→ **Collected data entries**
****************************************

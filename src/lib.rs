// Issue Mirror - Issue thread republishing with attachment replication
// Copyright (c) 2025 Issue Mirror Contributors
// Licensed under the MIT License

//! # Issue Mirror
//!
//! Republishes an issue and its comments as a single markdown document.
//! On the way, private spans are replaced with salted references and
//! embedded media is copied into a repository the output can point at.
//!
//! ## Overview
//!
//! This library provides the core functionality for:
//! - **Reading** an issue thread through the GitHub REST API
//! - **Redacting** text between configured markers into a reference table
//!   posted to an access-restricted issue
//! - **Replicating** attachments: download, fix orientation, normalize and
//!   compress, then store under a content-derived path
//! - **Publishing** the assembled document as a file or a comment
//!
//! ## Architecture
//!
//! - [`cli`] - Command-line interface and argument parsing
//! - [`core`] - Redaction, attachment resolution, media processing, pipeline
//! - [`adapters`] - External integrations (GitHub API, object stores, HTTP fetch)
//! - [`domain`] - Core domain types and models
//! - [`config`] - Configuration management
//! - [`logging`] - Structured logging and observability
//!
//! ## Quick Start
//!
//! ```rust,no_run
//! use issue_mirror::config::load_config;
//! use issue_mirror::core::pipeline::PublishCoordinator;
//!
//! #[tokio::main]
//! async fn main() -> Result<(), Box<dyn std::error::Error>> {
//!     let config = load_config("issue-mirror.toml")?;
//!
//!     let coordinator = PublishCoordinator::new(config)?;
//!     let summary = coordinator.execute().await?;
//!
//!     println!("Redacted {} private span(s)", summary.private_spans);
//!     Ok(())
//! }
//! ```
//!
//! ## Redaction
//!
//! ```rust
//! use issue_mirror::core::hashing::RedactionSalt;
//! use issue_mirror::core::redaction::Redactor;
//!
//! let redactor = Redactor::new(
//!     Some(("<private>", "</private>")),
//!     RedactionSalt::generate(1_000),
//! );
//! let (text, spans) = redactor.extract("call me at <private>555-0100</private>");
//!
//! assert_eq!(spans.len(), 1);
//! assert!(text.starts_with("call me at [^pvt_"));
//! ```
//!
//! ## Error Handling
//!
//! All fallible operations return [`domain::Result`], whose error type is
//! [`domain::MirrorError`]:
//!
//! ```rust,no_run
//! use issue_mirror::domain::MirrorError;
//!
//! fn example() -> Result<(), MirrorError> {
//!     let _config = issue_mirror::config::load_config("issue-mirror.toml")?;
//!     Ok(())
//! }
//! ```

pub mod adapters;
pub mod cli;
pub mod config;
pub mod core;
pub mod domain;
pub mod logging;
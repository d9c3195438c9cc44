//! Domain models and types for issue-mirror.
//!
//! # Overview
//!
//! The domain layer provides:
//! - **Strongly-typed identifiers** ([`RepoSlug`])
//! - **Document models** ([`SourceDocument`], [`PrivateSpan`], [`AttachmentReference`], [`Asset`])
//! - **Error types** ([`MirrorError`], [`GitHubError`])
//! - **Result type alias** ([`Result`])
//!
//! # Error Handling
//!
//! All fallible operations return [`Result<T, MirrorError>`]:
//!
//! ```rust
//! use issue_mirror::domain::{MirrorError, Result};
//!
//! fn example() -> Result<()> {
//!     let config = issue_mirror::config::load_config("issue-mirror.toml")?;
//!     Ok(())
//! }
//! ```

pub mod document;
pub mod errors;
pub mod ids;
pub mod result;

// Re-export commonly used types for convenience
pub use document::{Asset, AttachmentReference, DocumentKind, PrivateSpan, SourceDocument};
pub use errors::{GitHubError, MirrorError};
pub use ids::RepoSlug;
pub use result::Result;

****************************************

→ **Problem description**
Counting only lines that contain the string "summary", how many are there in the data above? Give the number alone.

→ **Result below**
2